▸ Action item:
Filter these entries so that only lines with the word "failed" remain.

Records drawn from a dataset:
Segment Open

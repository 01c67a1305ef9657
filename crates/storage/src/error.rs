//! Storage error surface.

use corten_primitives::DecodingError;
use reth_db_api::DatabaseError;
use thiserror::Error;

/// Failures surfaced by the storage layer.
///
/// Database and decoding failures are fatal to the enclosing write
/// transaction: callers abort without partial commit. `EntryNotFound` is
/// reserved for records whose absence indicates corruption; ordinary
/// lookups return `Option` instead.
#[derive(Debug, Error)]
pub enum StorageError {
    /// The underlying key/value store failed.
    #[error(transparent)]
    Database(#[from] DatabaseError),
    /// The environment could not be created or opened.
    #[error("failed to initialize database: {0}")]
    Init(String),
    /// A record expected to be well-formed did not decode.
    #[error(transparent)]
    Decoding(#[from] DecodingError),
    /// A record that must exist was not found.
    #[error("entry not found: {0}")]
    EntryNotFound(&'static str),
    /// The on-disk schema is newer than this build understands.
    #[error("cannot downgrade database schema from {from} to {to}")]
    SchemaDowngrade {
        /// Version found on disk.
        from: String,
        /// Version of this build.
        to: String,
    },
    /// A sequence value was recorded with the wrong width.
    #[error("bad sequence value for table {0}")]
    BadSequenceValue(&'static str),
}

Segment Closed

▸ Exercise response:
    /// The underlying key/value store failed.
    #[error("failed to initialize database: {0}")]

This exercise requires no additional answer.